*** Data for processing
use crate::event::EVENT_TEXT_LEN;
use atat::digest::ParseError;
use atat::{AtatUrc, Parser};
use heapless::{String, Vec};

/// Prefix of received socket data: `+CIPEVENT:SOCKET,<link_id>,<length>,<data>`
const DATA_PREFIX: &[u8] = b"+CIPEVENT:SOCKET,";

/// Prefix of a remotely closed socket: `+CIPEVENT:CLOSED,<link_id>`
const CLOSED_PREFIX: &[u8] = b"+CIPEVENT:CLOSED,";

/// Prefix of WiFi events, e.g. `+WEVENT:STATION_UP`
const WIFI_EVENT_PREFIX: &[u8] = b"+WEVENT:";

/// Max. digit count of link id and length fields
const MAX_DIGITS: usize = 5;

/// URC definitions, needs to passed as generic of [AtDigester](atat::digest::AtDigester): `AtDigester<URCMessages>`
///
/// RX_SIZE: Max. payload size of a single received socket data message
#[derive(Clone, Debug, PartialEq)]
pub enum URCMessages<const RX_SIZE: usize> {
    /// Socket data received by the module
    Data { link_id: usize, data: Vec<u8, RX_SIZE> },
    /// Socket data was received, but the payload exceeds RX_SIZE
    DataOverflow { link_id: usize, length: usize },
    /// Socket with the given link_id was closed by remote side
    SocketClosed(usize),
    /// WiFi event with its text, e.g. STATION_UP
    WifiEvent(String<EVENT_TEXT_LEN>),
    /// Unknown URC message
    Unknown,
}

impl<const RX_SIZE: usize> AtatUrc for URCMessages<RX_SIZE> {
    type Response = Self;

    fn parse(resp: &[u8]) -> Option<Self::Response> {
        if resp.starts_with(DATA_PREFIX) {
            return Self::parse_data(resp);
        }

        let line = trim_line_end(resp);

        if line.starts_with(CLOSED_PREFIX) {
            let (link_id, _) = parse_number(&line[CLOSED_PREFIX.len()..]).ok()?;
            return Some(Self::SocketClosed(link_id));
        }

        if line.starts_with(WIFI_EVENT_PREFIX) {
            let text = core::str::from_utf8(&line[WIFI_EVENT_PREFIX.len()..]).ok()?;
            let mut event = String::new();
            for c in text.chars() {
                if event.push(c).is_err() {
                    break;
                }
            }

            return Some(Self::WifiEvent(event));
        }

        Some(Self::Unknown)
    }
}

impl<const RX_SIZE: usize> URCMessages<RX_SIZE> {
    /// Parses a complete socket data message
    fn parse_data(resp: &[u8]) -> Option<Self> {
        let (link_id, length, header_length) = parse_data_header(resp).ok()?;
        let payload = &resp[header_length..];

        if payload.len() != length {
            return None;
        }

        match Vec::from_slice(payload) {
            Ok(data) => Some(Self::Data { link_id, data }),
            Err(_) => Some(Self::DataOverflow { link_id, length }),
        }
    }
}

impl<const RX_SIZE: usize> Parser for URCMessages<RX_SIZE> {
    fn parse(buf: &[u8]) -> Result<(&[u8], usize), ParseError> {
        // Skipping empty lines
        let mut start = 0;
        while buf[start..].starts_with(b"\r\n") {
            start += 2;
        }

        let frame = &buf[start..];
        if frame.is_empty() {
            return Err(ParseError::Incomplete);
        }

        // Socket data is binary and not terminated by CRLF
        if frame.starts_with(DATA_PREFIX) {
            let (_, length, header_length) = parse_data_header(frame)?;
            let end = start + header_length + length;

            if buf.len() < end {
                return Err(ParseError::Incomplete);
            }

            return Ok((&buf[start..end], end));
        }

        if !is_line_urc(frame) {
            if is_prefix_of_urc(frame) {
                return Err(ParseError::Incomplete);
            }

            return Err(ParseError::NoMatch);
        }

        match frame.windows(2).position(|window| window == b"\r\n") {
            Some(position) => {
                let end = start + position + 2;
                Ok((&buf[start..end], end))
            }
            None => Err(ParseError::Incomplete),
        }
    }
}

/// Returns true if the frame starts with the prefix of a line based URC
fn is_line_urc(frame: &[u8]) -> bool {
    frame.starts_with(CLOSED_PREFIX) || frame.starts_with(WIFI_EVENT_PREFIX)
}

/// Returns true if the frame may become a URC once more bytes have been received
fn is_prefix_of_urc(frame: &[u8]) -> bool {
    [DATA_PREFIX, CLOSED_PREFIX, WIFI_EVENT_PREFIX]
        .iter()
        .any(|prefix| frame.len() < prefix.len() && prefix.starts_with(frame))
}

/// Parses the header of socket data message. Returns link_id, payload length and header length.
fn parse_data_header(frame: &[u8]) -> Result<(usize, usize, usize), ParseError> {
    let mut position = DATA_PREFIX.len();

    let (link_id, consumed) = parse_field(&frame[position..])?;
    position += consumed;

    let (length, consumed) = parse_field(&frame[position..])?;
    position += consumed;

    Ok((link_id, length, position))
}

/// Parses a decimal number terminated by a comma. Returns the number and the consumed length incl. comma.
fn parse_field(buf: &[u8]) -> Result<(usize, usize), ParseError> {
    let (number, digits) = parse_number(buf)?;

    match buf.get(digits) {
        Some(b',') => Ok((number, digits + 1)),
        Some(_) => Err(ParseError::NoMatch),
        None => Err(ParseError::Incomplete),
    }
}

/// Parses the leading decimal digits. Returns the number and the digit count.
fn parse_number(buf: &[u8]) -> Result<(usize, usize), ParseError> {
    let digits = buf.iter().take_while(|byte| byte.is_ascii_digit()).count();

    if digits == 0 {
        return Err(if buf.is_empty() {
            ParseError::Incomplete
        } else {
            ParseError::NoMatch
        });
    }

    if digits > MAX_DIGITS {
        return Err(ParseError::NoMatch);
    }

    let number = buf[..digits]
        .iter()
        .fold(0, |number, digit| number * 10 + (digit - b'0') as usize);

    Ok((number, digits))
}

/// Strips a trailing CRLF
fn trim_line_end(line: &[u8]) -> &[u8] {
    line.strip_suffix(b"\r\n").unwrap_or(line)
}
******
Task prompt:
In the answer, the lines from the first line of the data above through the line containing "let line = trim_line_end(resp);" must appear exactly as written, with nothing else.

Solution for this task:
use crate::event::EVENT_TEXT_LEN;
use atat::digest::ParseError;
use atat::{AtatUrc, Parser};
use heapless::{String, Vec};

/// Prefix of received socket data: `+CIPEVENT:SOCKET,<link_id>,<length>,<data>`
const DATA_PREFIX: &[u8] = b"+CIPEVENT:SOCKET,";

/// Prefix of a remotely closed socket: `+CIPEVENT:CLOSED,<link_id>`
const CLOSED_PREFIX: &[u8] = b"+CIPEVENT:CLOSED,";

/// Prefix of WiFi events, e.g. `+WEVENT:STATION_UP`
const WIFI_EVENT_PREFIX: &[u8] = b"+WEVENT:";

/// Max. digit count of link id and length fields
const MAX_DIGITS: usize = 5;

/// URC definitions, needs to passed as generic of [AtDigester](atat::digest::AtDigester): `AtDigester<URCMessages>`
///
/// RX_SIZE: Max. payload size of a single received socket data message
#[derive(Clone, Debug, PartialEq)]
pub enum URCMessages<const RX_SIZE: usize> {
    /// Socket data received by the module
    Data { link_id: usize, data: Vec<u8, RX_SIZE> },
    /// Socket data was received, but the payload exceeds RX_SIZE
    DataOverflow { link_id: usize, length: usize },
    /// Socket with the given link_id was closed by remote side
    SocketClosed(usize),
    /// WiFi event with its text, e.g. STATION_UP
    WifiEvent(String<EVENT_TEXT_LEN>),
    /// Unknown URC message
    Unknown,
}

impl<const RX_SIZE: usize> AtatUrc for URCMessages<RX_SIZE> {
    type Response = Self;

    fn parse(resp: &[u8]) -> Option<Self::Response> {
        if resp.starts_with(DATA_PREFIX) {
            return Self::parse_data(resp);
        }

        let line = trim_line_end(resp);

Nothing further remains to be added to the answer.